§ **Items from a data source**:
// tests/event_handler_tests.rs

use std::sync::Arc;
use std::time::Duration;

use tokio::sync::mpsc;
use tokio::time::sleep;
use tokio_util::sync::CancellationToken;

use emotebot_common::models::{ChatEvent, MessageKind, SubMethods, UserState};
use emotebot_core::config::BotConfig;
use emotebot_core::context::BotContext;
use emotebot_core::services::EventHandler;
use emotebot_core::test_utils::helpers::{
    test_config, RecordingTransport, ScriptedStatusApi, LIVE_BODY,
};
use emotebot_core::Error;

const CHANNEL: &str = "#somechannel";

struct Harness {
    handler: EventHandler,
    transport: Arc<RecordingTransport>,
    status_api: Arc<ScriptedStatusApi>,
    fatal_rx: mpsc::UnboundedReceiver<Error>,
    shutdown: CancellationToken,
}

impl Harness {
    fn new(config: BotConfig) -> Result<Self, Error> {
        let transport = Arc::new(RecordingTransport::new());
        let status_api = Arc::new(ScriptedStatusApi::new([LIVE_BODY]));
        let ctx = Arc::new(BotContext::new(config, transport.clone(), status_api.clone()));
        let shutdown = CancellationToken::new();
        let (fatal_tx, fatal_rx) = mpsc::unbounded_channel();
        let handler = EventHandler::new(ctx, shutdown.clone(), fatal_tx)?;
        Ok(Self {
            handler,
            transport,
            status_api,
            fatal_rx,
            shutdown,
        })
    }

    fn said(&self) -> Vec<String> {
        self.transport.said().into_iter().map(|(_, text)| text).collect()
    }
}

fn chat(text: &str, user: UserState) -> ChatEvent {
    ChatEvent::Message {
        channel: CHANNEL.to_string(),
        user,
        kind: MessageKind::Chat,
        text: text.to_string(),
        is_self: false,
    }
}

fn viewer() -> UserState {
    [("display-name", "Viewer"), ("username", "viewer")]
        .into_iter()
        .collect()
}

fn plan(plan: &str) -> SubMethods {
    SubMethods {
        plan: Some(plan.to_string()),
    }
}

fn connected() -> ChatEvent {
    ChatEvent::Connected {
        address: "irc.chat.twitch.tv".to_string(),
        port: 6697,
    }
}

fn disconnected() -> ChatEvent {
    ChatEvent::Disconnected {
        reason: "Connection closed.".to_string(),
    }
}

#[tokio::test]
async fn mention_gets_an_emote_reply() -> Result<(), Error> {
    let h = Harness::new(test_config()?)?;

    assert!(h.handler.handle(chat("hey @EmoteBot check this", viewer())).await?);
    assert_eq!(h.said(), vec!["@Viewer PogChamp"]);

    assert_eq!(h.transport.said()[0].0, CHANNEL);
    Ok(())
}

#[tokio::test]
async fn mention_reply_falls_back_to_username() -> Result<(), Error> {
    let h = Harness::new(test_config()?)?;
    let user: UserState = [("username", "viewer")].into_iter().collect();

    h.handler.handle(chat("emotebot hi", user)).await?;
    assert_eq!(h.said(), vec!["@viewer PogChamp"]);
    Ok(())
}

#[tokio::test]
async fn ignored_messages_produce_no_post() -> Result<(), Error> {
    let h = Harness::new(test_config()?)?;

    // no whole-word mention
    assert!(!h.handler.handle(chat("robotname nope", viewer())).await?);
    assert!(!h.handler.handle(chat("emotebots are neat", viewer())).await?);

    // own message
    let own = ChatEvent::Message {
        channel: CHANNEL.to_string(),
        user: viewer(),
        kind: MessageKind::Chat,
        text: "emotebot".to_string(),
        is_self: true,
    };
    assert!(!h.handler.handle(own).await?);

    // /me and whispers are not chat
    for kind in [MessageKind::Action, MessageKind::Whisper] {
        let event = ChatEvent::Message {
            channel: CHANNEL.to_string(),
            user: viewer(),
            kind,
            text: "emotebot".to_string(),
            is_self: false,
        };
        assert!(!h.handler.handle(event).await?);
    }

    assert!(h.said().is_empty());
    Ok(())
}

#[tokio::test]
async fn mentions_ignored_when_replies_are_off() -> Result<(), Error> {
    let mut config = test_config()?;
    config.bot.reply_mentions = false;
    let h = Harness::new(config)?;

    assert!(!h.handler.handle(chat("hey emotebot", viewer())).await?);
    assert!(h.said().is_empty());
    Ok(())
}

#[tokio::test]
async fn subscription_is_greeted_with_tier_text() -> Result<(), Error> {
    let h = Harness::new(test_config()?)?;
    let user: UserState = [("display-name", "NewSub"), ("login", "newsub")]
        .into_iter()
        .collect();

    let event = ChatEvent::Subscription {
        channel: CHANNEL.to_string(),
        username: "newsub".to_string(),
        methods: plan("1000"),
        message: None,
        user,
    };
    assert!(h.handler.handle(event).await?);
    assert_eq!(h.said(), vec!["@NewSub tier one hype PogChamp"]);
    Ok(())
}

#[tokio::test]
async fn own_subscription_is_ignored() -> Result<(), Error> {
    let h = Harness::new(test_config()?)?;

    let event = ChatEvent::Subscription {
        channel: CHANNEL.to_string(),
        username: "EmoteBot".to_string(),
        methods: plan("1000"),
        message: None,
        user: UserState::default(),
    };
    assert!(!h.handler.handle(event).await?);
    assert!(h.said().is_empty());
    Ok(())
}

#[tokio::test]
async fn resub_repeats_the_emote_per_extra_month() -> Result<(), Error> {
    let h = Harness::new(test_config()?)?;
    let user: UserState = [
        ("display-name", "Regular"),
        ("msg-param-cumulative-months", "3"),
    ]
    .into_iter()
    .collect();

    let event = ChatEvent::Resub {
        channel: CHANNEL.to_string(),
        username: "regular".to_string(),
        months: 0,
        message: Some("still here".to_string()),
        user,
        methods: plan("Prime"),
    };
    assert!(h.handler.handle(event).await?);

    let said = h.said();
    assert_eq!(said, vec!["@Regular prime hype PogChamp PogChamp PogChamp"]);
    // two in the prefix, one as the emote itself
    assert_eq!(said[0].matches("PogChamp").count(), 3);
    Ok(())
}

#[tokio::test]
async fn subs_ignored_when_greeting_is_off() -> Result<(), Error> {
    let mut config = test_config()?;
    config.bot.greet_subs = false;
    let h = Harness::new(config)?;

    let sub = ChatEvent::Subscription {
        channel: CHANNEL.to_string(),
        username: "newsub".to_string(),
        methods: plan("1000"),
        message: None,
        user: UserState::default(),
    };
    let resub = ChatEvent::Resub {
        channel: CHANNEL.to_string(),
        username: "regular".to_string(),
        months: 5,
        message: None,
        user: UserState::default(),
        methods: plan("2000"),
    };
    assert!(!h.handler.handle(sub).await?);
    assert!(!h.handler.handle(resub).await?);
    assert!(h.said().is_empty());
    Ok(())
}

#[tokio::test]
async fn failed_send_is_reported_to_the_caller() -> Result<(), Error> {
    let h = Harness::new(test_config()?)?;
    h.transport.set_fail_say(true);

    let result = h.handler.handle(chat("emotebot", viewer())).await;
    assert!(matches!(result, Err(Error::NotConnected)), "{:?}", result);
    Ok(())
}

#[tokio::test]
async fn notices_change_nothing() -> Result<(), Error> {
    let h = Harness::new(test_config()?)?;
    let notice = ChatEvent::Notice {
        channel: CHANNEL.to_string(),
        msg_id: "slow_on".to_string(),
        text: "This room is now in slow mode.".to_string(),
    };
    assert!(!h.handler.handle(notice).await?);
    assert!(!h.handler.context().server.is_connected());
    Ok(())
}

#[tokio::test(start_paused = true)]
async fn connect_starts_live_check_and_auto_post() -> Result<(), Error> {
    let h = Harness::new(test_config()?)?;
    let ctx = h.handler.context().clone();

    h.handler.handle(connected()).await?;
    let status = ctx.server.snapshot();
    assert!(status.connected());
    assert_eq!(status.address(), Some("irc.chat.twitch.tv"));
    assert_eq!(status.reconnect_try, 0);

    sleep(Duration::from_millis(100)).await;
    assert_eq!(h.status_api.calls(), 1);
    assert!(ctx.channels.is_live(CHANNEL));

    // first post lands 8-12s after start
    sleep(Duration::from_secs(13)).await;
    assert_eq!(h.said(), vec!["PogChamp"]);
    Ok(())
}

#[tokio::test(start_paused = true)]
async fn first_auto_post_tick_waits_for_the_start_delay() -> Result<(), Error> {
    let h = Harness::new(test_config()?)?;

    // past the 8-12s window, so the post is already overdue on connect
    sleep(Duration::from_secs(13)).await;
    h.handler.handle(connected()).await?;

    sleep(Duration::from_millis(490)).await;
    assert!(h.handler.context().channels.is_live(CHANNEL));
    assert!(h.said().is_empty());

    sleep(Duration::from_millis(20)).await;
    assert_eq!(h.said(), vec!["PogChamp"]);
    Ok(())
}

#[tokio::test(start_paused = true)]
async fn disconnect_stops_the_session_loops() -> Result<(), Error> {
    let h = Harness::new(test_config()?)?;
    let ctx = h.handler.context().clone();

    h.handler.handle(connected()).await?;
    sleep(Duration::from_millis(100)).await;
    assert!(ctx.channels.is_live(CHANNEL));

    assert!(h.handler.handle(disconnected()).await?);

    let calls = h.status_api.calls();
    sleep(Duration::from_secs(60)).await;
    assert_eq!(h.status_api.calls(), calls);
    assert!(h.said().is_empty());
    assert!(!ctx.server.is_connected());
    Ok(())
}

#[tokio::test(start_paused = true)]
async fn no_reconnect_after_shutdown() -> Result<(), Error> {
    let h = Harness::new(test_config()?)?;

    h.handler.handle(connected()).await?;
    h.shutdown.cancel();
    assert!(!h.handler.handle(disconnected()).await?);

    sleep(Duration::from_secs(30)).await;
    assert_eq!(h.transport.connect_count(), 0);
    Ok(())
}

#[tokio::test(start_paused = true)]
async fn disconnect_before_any_connect_does_not_reconnect() -> Result<(), Error> {
    let h = Harness::new(test_config()?)?;

    assert!(!h.handler.handle(disconnected()).await?);
    sleep(Duration::from_secs(30)).await;
    assert_eq!(h.transport.connect_count(), 0);
    Ok(())
}

#[tokio::test(start_paused = true)]
async fn dropped_connection_is_retried_until_fatal() -> Result<(), Error> {
    let mut h = Harness::new(test_config()?)?;
    h.transport.set_fail_connect(true);

    h.handler.handle(connected()).await?;
    assert!(h.handler.handle(disconnected()).await?);

    let status = h.handler.context().server.snapshot();
    assert_eq!(status.address(), None);
    assert_eq!(status.disconnect_reason.as_deref(), Some("Connection closed."));

    let fatal = h.fatal_rx.recv().await;
    assert!(matches!(fatal, Some(Error::ReconnectExhausted(10))), "{:?}", fatal);
    assert_eq!(h.transport.connect_count(), 10);
    Ok(())
}

#[tokio::test(start_paused = true)]
async fn reconnect_supervisor_stops_on_connect() -> Result<(), Error> {
    let h = Harness::new(test_config()?)?;
    let ctx = h.handler.context().clone();

    h.handler.handle(connected()).await?;
    h.handler.handle(disconnected()).await?;
    // the welcome arrives before the supervisor got to run
    h.handler.handle(connected()).await?;

    sleep(Duration::from_secs(30)).await;
    assert_eq!(h.transport.connect_count(), 0);
    assert_eq!(ctx.server.snapshot().reconnect_try, 0);
    Ok(())
}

§ **Problem details**: On how many lines above does "twitch" occur? Say the number only.

§ **Reply**: 2